The MIA model is the most successful and frequent OA model, and its pathological characteristics are very similar to human OA (Pomonis et al., 2005; Liu et al., 2011; Malfait et al., 2013). Because of its good in vitro experimental results, we established an OA animal model to evaluate the therapeutic effect of NPDXM/PPLA. Three days after the successful formation of artificial OA, 40 mice were divided into 4 groups: NS group, NPPPLA group, DXM group, and NPDXM/PPLA. OA mice were injected with drugs of each group at a weight of kg every 4 days. Mice without OA induction were set as a control group. The degree of articular cartilage destruction, extracellular matrix loss, and changes in inflammatory cytokines (IL-1β, IL-6, and TNF-α) was measured after treatment. As shown in Figure 7A, H&E staining sections of chondrocytes in the normal group showed neat chondrocytes and no synovial hyperplasia around the joint. In comparison to the control group, the NPDXM/PPLA treatment group had less inflammatory cell infiltration and only minor chondrocytes degeneration, whereas the normal saline treatment group had more obvious chondrocyte destruction and severe synovial hyperplasia with a high number of inflammatory cell infiltration.


FIGURE 7. (A) The efficacies of NS, NPPPLA, DXM and NPDXM/PPLA on OA were observed by H&E staining joint sections and corresponding immunohistochemical staining sections (B–D) Expression of pro-inflammatory cytokines in all treatment groups.

Proinflammatory cytokines expressed by macrophages have been shown to play an important role in the early stages of OA and in promoting disease progression (Blanco et al., 2011; Huang and Kraus, 2016). Inhibiting the release of proinflammatory cytokines in OA tissue therefore can effectively reduce the degree of cartilage damage (Agarwal et al., 2016; Utomo et al., 2016, 2019; Chevalier and Eymard, 2019). To further investigate the anti-inflammatory effect of the NPDXM/PPLA group, the expression of proinflammatory cytokines including IL-1β, IL-6, and TNF-α in mouse knee osteoarthritis specimens was determined by an ELISA. The expressions of proinflammatory cytokines IL-1β, IL-6, and TNF-α were lower in the NPDXM/PPLA group compared to the saline group, as shown in Figures 7B–D. The expression of proinflammatory cytokines in the NPDXM/PPLA treatment group was also decreased.
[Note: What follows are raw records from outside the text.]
use crate::{
    nfa::context::Context,
    util::id::NodeId,
};

/// Eliminate every epsilon edge from the automaton in `ctx`, preserving the
/// language accepted from the entry node and the token each input accepts
/// with.
///
/// Nodes are visited in depth first post order. For each node `N`, every node
/// `D` reachable from `N` by epsilon edges alone (its epsilon closure)
/// contributes its consuming edges to `N`, and `N` takes on the smallest
/// accept token found anywhere in the closure. `N`'s own epsilon edges are
/// then removed. Visiting successors first means most closures are already
/// flat by the time they are walked. Cycles of epsilon edges are handled by
/// the walk itself.
///
/// Afterwards, reference counts are recomputed from the entry node so that
/// only edges leaving reachable nodes are counted. Nodes that can no longer
/// be reached end up with a count of zero. If [`Config::compact`] is enabled,
/// those nodes are removed from the table outright.
///
/// Finally, every node's `id` field is set to its index in the table.
///
/// Running this on an automaton that is already reduced changes nothing.
///
/// [`Config::compact`]: crate::nfa::Config::compact
#[cfg_attr(not(feature = "logging"), allow(unused_variables))]
pub fn reduce_nfa(ctx: &mut Context) {
    let order = ctx.graph.post_order(&mut ctx.arena);
    let removed: usize = order.iter().map(|&id| collapse(ctx, id)).sum();
    let live = sweep(ctx);
    trace!(
        "reduced {} nodes: removed {} epsilon edges, {} nodes still live",
        order.len(),
        removed,
        live,
    );

    if ctx.config.get_compact() {
        let remap = ctx.graph.retain(&mut ctx.arena, |_, node| {
            !node.data.is_dead()
        });
        if let Some(entry) = remap[ctx.entry] {
            ctx.entry = entry;
        }
        trace!("compacted node table to {} nodes", ctx.graph.len());
    }
    for (id, data) in ctx.graph.data_mut() {
        data.id = id.as_u32();
    }
}

/// Fold the epsilon closure of `id` into `id` itself and drop its epsilon
/// edges. Returns the number of epsilon edges dropped.
fn collapse(ctx: &mut Context, id: NodeId) -> usize {
    closure(ctx, id);

    ctx.seen.clear();
    for edge in ctx.graph.node(id).edges().iter() {
        if !edge.data.is_epsilon() {
            ctx.seen.insert(&mut ctx.arena, (edge.data.symbol, edge.dest()));
        }
    }
    let mut accept = ctx.graph.node(id).data.accept_token;
    // The first entry in the closure is 'id'.
    for i in 1..ctx.visited.len() {
        let member = ctx.visited[i];
        accept = accept.min(ctx.graph.node(member).data.accept_token);
        let mut j = 0;
        while let Some(edge) = ctx.graph.node(member).edges().get(j) {
            j += 1;
            let (symbol, dest) = (edge.data.symbol, edge.dest());
            if edge.data.is_epsilon() {
                continue;
            }
            if ctx.seen.insert(&mut ctx.arena, (symbol, dest)).is_none() {
                ctx.add_transition(id, symbol, dest);
            }
        }
    }
    ctx.graph.node_mut(id).data.accept_token = accept;
    clear_visited(ctx);

    let mut removed = 0;
    let mut i = 0;
    while i < ctx.graph.node(id).edges().len() {
        let edge = &ctx.graph.node(id).edges()[i];
        if !edge.data.is_epsilon() {
            i += 1;
            continue;
        }
        // The last edge moves into slot 'i', so 'i' is examined again.
        let dest = ctx.graph.node_mut(id).edges_mut().swap_remove(i).dest();
        let count = &mut ctx.graph.node_mut(dest).data.reference_count;
        *count = count.saturating_sub(1);
        removed += 1;
    }
    removed
}

/// Record the epsilon closure of `start` in `ctx.visited`, with `start`
/// first, and set the `visited` flag of every node in it.
fn closure(ctx: &mut Context, start: NodeId) {
    debug_assert!(ctx.visited.is_empty());
    mark(ctx, start);
    let mut next = 0;
    while let Some(&id) = ctx.visited.get(next) {
        next += 1;
        let mut j = 0;
        while let Some(edge) = ctx.graph.node(id).edges().get(j) {
            j += 1;
            let dest = edge.dest();
            if edge.data.is_epsilon() && !ctx.graph.node(dest).data.visited {
                mark(ctx, dest);
            }
        }
    }
}

/// Recompute every reference count from the entry node and return how many
/// nodes are live.
fn sweep(ctx: &mut Context) -> usize {
    for (_, data) in ctx.graph.data_mut() {
        data.reference_count = 0;
    }
    let entry = ctx.entry;
    mark(ctx, entry);
    let mut next = 0;
    while let Some(&id) = ctx.visited.get(next) {
        next += 1;
        let mut j = 0;
        while let Some(edge) = ctx.graph.node(id).edges().get(j) {
            j += 1;
            let dest = edge.dest();
            if !ctx.graph.node(dest).data.visited {
                mark(ctx, dest);
            }
        }
    }
    let live = ctx.visited.len();
    for i in 0..live {
        let id = ctx.visited[i];
        let mut j = 0;
        while let Some(edge) = ctx.graph.node(id).edges().get(j) {
            j += 1;
            let dest = edge.dest();
            ctx.graph.node_mut(dest).data.reference_count += 1;
        }
    }
    ctx.graph.node_mut(entry).data.reference_count += 1;
    clear_visited(ctx);
    live
}

fn mark(ctx: &mut Context, id: NodeId) {
    ctx.graph.node_mut(id).data.visited = true;
    ctx.visited.push_back(&mut ctx.arena, id);
}

fn clear_visited(ctx: &mut Context) {
    let Context { ref mut graph, ref mut visited, .. } = *ctx;
    while let Some(id) = visited.pop_back() {
        graph.node_mut(id).data.visited = false;
    }
}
Next, we evaluated the knee bone structure of OA mice by Micro CT. The comparison of bone volume fraction (BV/TV) in the subchondral region of the knee in mice, as shown in Figure 8, revealed that the bone mass in the saline group was approximately 55%, while that in the NPDXM/PPLA group was 90%. The bone mass of the knee subchondral bone in mice treated with normal saline was importantly lesser than that in mice treated with NPDXM/PPLA, whereas the bone mass of the knee in mice treated with NPDXM/PPLA was similar to that in healthy mice. Taken together, all these outcomes show that NPDXM/PPLA is promising for the treatment of OA.
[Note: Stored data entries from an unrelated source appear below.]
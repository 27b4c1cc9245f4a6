use std::collections::BTreeSet;

use lexer_automata::{nfa::Context, util::id::NodeId};

/// Run `ctx`'s automaton over `input` from its entry node and return the
/// lowest accept token among the nodes it ends in.
///
/// Epsilon edges are followed, so this works both before and after
/// reduction.
pub fn run(ctx: &Context, input: &[u8]) -> Option<u32> {
    let mut current = closure(ctx, Some(ctx.entry()));
    for &byte in input {
        let mut next = BTreeSet::new();
        for &id in current.iter() {
            for edge in ctx.graph().node(id).edges().iter() {
                if !edge.data.is_epsilon() && edge.data.symbol == byte {
                    next.insert(edge.dest());
                }
            }
        }
        current = closure(ctx, next);
        if current.is_empty() {
            return None;
        }
    }
    current.iter().filter_map(|&id| ctx.graph().node(id).data.accept()).min()
}

fn closure(
    ctx: &Context,
    start: impl IntoIterator<Item = NodeId>,
) -> BTreeSet<NodeId> {
    let mut set = BTreeSet::new();
    let mut stack: Vec<NodeId> = start.into_iter().collect();
    while let Some(id) = stack.pop() {
        if !set.insert(id) {
            continue;
        }
        for edge in ctx.graph().node(id).edges().iter() {
            if edge.data.is_epsilon() {
                stack.push(edge.dest());
            }
        }
    }
    set
}
/*!
Leaf containers used to build automata.

Every container here charges its storage against an [`Arena`](arena::Arena)
and is never shrunk. All of it is released at once when its owner is dropped.
*/

pub mod arena;
pub mod fnv;
pub mod id;
pub mod map;
pub mod seq;
pub mod set;
use crate::{
    graph::Graph,
    nfa::{builder::Config, error::Error, parse, reduce},
    util::{
        arena::{Arena, ArenaStats},
        id::NodeId,
        seq::Seq,
        set::Set,
    },
};

/// The payload of a single automaton node.
#[derive(Clone, Copy, Debug, Eq, PartialEq)]
pub struct FaNode {
    /// The node's position in the node table. This matches the node's
    /// [`NodeId`] after construction and again after reduction.
    pub id: u32,
    /// The token reported when input ends in this node, or
    /// [`FaNode::NO_ACCEPT`]. Lower tokens take priority.
    pub accept_token: u32,
    /// Scratch flag used by traversals. Always false between operations.
    pub visited: bool,
    /// How many edges lead here. After reduction, only edges leaving live
    /// nodes are counted, and the entry node holds one extra reference on
    /// behalf of the context. Zero means the node is dead.
    pub reference_count: u32,
}

impl FaNode {
    /// The accept token meaning "this node does not accept".
    pub const NO_ACCEPT: u32 = u32::MAX;

    fn new(id: NodeId) -> FaNode {
        FaNode {
            id: id.as_u32(),
            accept_token: FaNode::NO_ACCEPT,
            visited: false,
            reference_count: 0,
        }
    }

    /// Returns the accept token of this node, if it accepts.
    pub fn accept(&self) -> Option<u32> {
        if self.accept_token == FaNode::NO_ACCEPT {
            None
        } else {
            Some(self.accept_token)
        }
    }

    /// Returns true if this node can no longer be reached.
    pub fn is_dead(&self) -> bool {
        self.reference_count == 0
    }
}

/// The payload of a single automaton edge: the byte it consumes.
#[derive(Clone, Copy, Debug, Eq, Hash, PartialEq)]
pub struct FaEdge {
    /// The byte consumed by this edge, or [`FaEdge::EPSILON`].
    pub symbol: u8,
}

impl FaEdge {
    /// The symbol of an edge that consumes nothing.
    pub const EPSILON: u8 = 0;

    /// Returns true if this edge consumes no input.
    pub fn is_epsilon(&self) -> bool {
        self.symbol == FaEdge::EPSILON
    }
}

/// The automaton graph type.
pub type FaGraph = Graph<FaNode, FaEdge>;

/// Everything needed to build and reduce one automaton.
///
/// A context owns its arena and its graph. Every node and edge is charged
/// against the arena, and all of it is released together when the context is
/// dropped. There is no way to free part of an automaton.
///
/// Every context starts out with a single entry node. Patterns added with
/// [`Context::add_pattern`] hang off it by epsilon edges, so a context holds
/// the union of every pattern added to it.
#[derive(Clone, Debug)]
pub struct Context {
    pub(crate) arena: Arena,
    pub(crate) graph: FaGraph,
    pub(crate) entry: NodeId,
    /// Nodes whose `visited` flag was set by the current traversal.
    pub(crate) visited: Seq<NodeId>,
    /// Edges already present on the node being reduced.
    pub(crate) seen: Set<(u8, NodeId)>,
    pub(crate) config: Config,
}

impl Default for Context {
    fn default() -> Context {
        Context::new(Config::default())
    }
}

impl Context {
    /// Create a context with a fresh arena and a lone entry node.
    pub fn new(config: Config) -> Context {
        let mut ctx = Context {
            arena: Arena::new(config.get_arena_capacity()),
            graph: Graph::new(),
            entry: NodeId::ZERO,
            visited: Seq::new(),
            seen: Set::new(),
            config,
        };
        ctx.entry = ctx.add_node();
        ctx.graph.node_mut(ctx.entry).data.reference_count = 1;
        ctx
    }

    /// The configuration this context was created with.
    pub fn config(&self) -> &Config {
        &self.config
    }

    /// The designated entry node.
    pub fn entry(&self) -> NodeId {
        self.entry
    }

    /// The automaton built so far.
    pub fn graph(&self) -> &FaGraph {
        &self.graph
    }

    /// The arena every node and edge is charged against.
    pub fn arena(&self) -> &Arena {
        &self.arena
    }

    /// A snapshot of this context's arena usage.
    pub fn stats(&self) -> ArenaStats {
        self.arena.stats()
    }

    /// Add a node that does not accept and has no edges.
    pub fn add_node(&mut self) -> NodeId {
        let id = NodeId::must(self.graph.len());
        self.graph.add_node(&mut self.arena, FaNode::new(id))
    }

    /// Add an edge from `source` to `dest` consuming `symbol`, and count the
    /// new reference to `dest`.
    ///
    /// Use [`FaEdge::EPSILON`] for an edge that consumes nothing.
    pub fn add_transition(
        &mut self,
        source: NodeId,
        symbol: u8,
        dest: NodeId,
    ) {
        self.graph.link(&mut self.arena, source, dest, FaEdge { symbol });
        self.graph.node_mut(dest).data.reference_count += 1;
    }

    /// Compile `pattern` and link it to the entry node by an epsilon edge.
    ///
    /// On success, returns the entry node of the pattern's own fragment. On
    /// failure, nothing is linked and the context is otherwise usable.
    pub fn add_pattern(
        &mut self,
        accept_token: u32,
        pattern: &str,
    ) -> Result<NodeId, Error> {
        let start = parse::generate_nfa(self, accept_token, pattern)?;
        self.add_transition(self.entry, FaEdge::EPSILON, start);
        Ok(start)
    }

    /// Eliminate every epsilon edge. See
    /// [`reduce_nfa`](crate::nfa::reduce_nfa).
    pub fn reduce(&mut self) {
        reduce::reduce_nfa(self);
    }

    /// Iterate over the nodes that are still reachable.
    pub fn live_nodes(&self) -> impl Iterator<Item = NodeId> + '_ {
        self.graph
            .iter()
            .filter(|(_, node)| !node.data.is_dead())
            .map(|(id, _)| id)
    }

    /// Count the epsilon edges left in the automaton.
    pub fn epsilon_count(&self) -> usize {
        self.graph
            .iter()
            .flat_map(|(_, node)| node.edges().iter())
            .filter(|edge| edge.data.is_epsilon())
            .count()
    }
}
FIGURE 8. The efficacies of NS, NPPPLA, DXM and NPDXM/PPLA on OA were observed by Micro CT and analyzed the bone volume fraction (BV/TV) in subchondral region.

4 Conclusion

In this study, we synthesized NPDXM/PPLA through polymerization and hydrophilic interactions. In vitro characterization affirmed that NPDXM/PPLA can carry and release DXM effectively. It also revealed good stability under physiological conditions. FCA and CLSM confirmed that NPDXM/PPLA can be activated by macrophage endocytosis and release. Finally, synovial inflammation was reduced in the OA mice model, and cartilage destruction and bone loss were inhibited, which was closer to the knee joint of the control mice. As a result, NPDXM/PPLA can be used to treat osteoarthritis and is a potential vector material for clinical use. At present, the research on drug delivery, targeting, controlled release and other aspects is the forefront of drug delivery systems. In this study, drug delivery nanoparticles were prepared by simple and easy methods, achieving a more stable drug controlled release, which has a certain anti osteoarthritis effect, providing a certain reference for the development of more efficient drug delivery systems in the future.

Data availability statement

The original contributions presented in the study are included in the article/supplementary materials, further inquiries can be directed to the corresponding author.

Ethics statement

The animal study was reviewed and approved by the Animal Ethics Committee of Jilin University.

Author contributions

DsL, ZJ, YC, YX and JL contributed to conception and design of the study. ZJ, YC, YX, LiS performed the experiments. LS, YC, DbL and DsL analyzed data and interpreted results of experiments. JL and YX provided resources. JL and DsL supervised the study. YC and LS wrote the original draft, ZJ, DbL, JL, YX reviewed and edited it. All authors contributed to manuscript revision and approved the submitted version.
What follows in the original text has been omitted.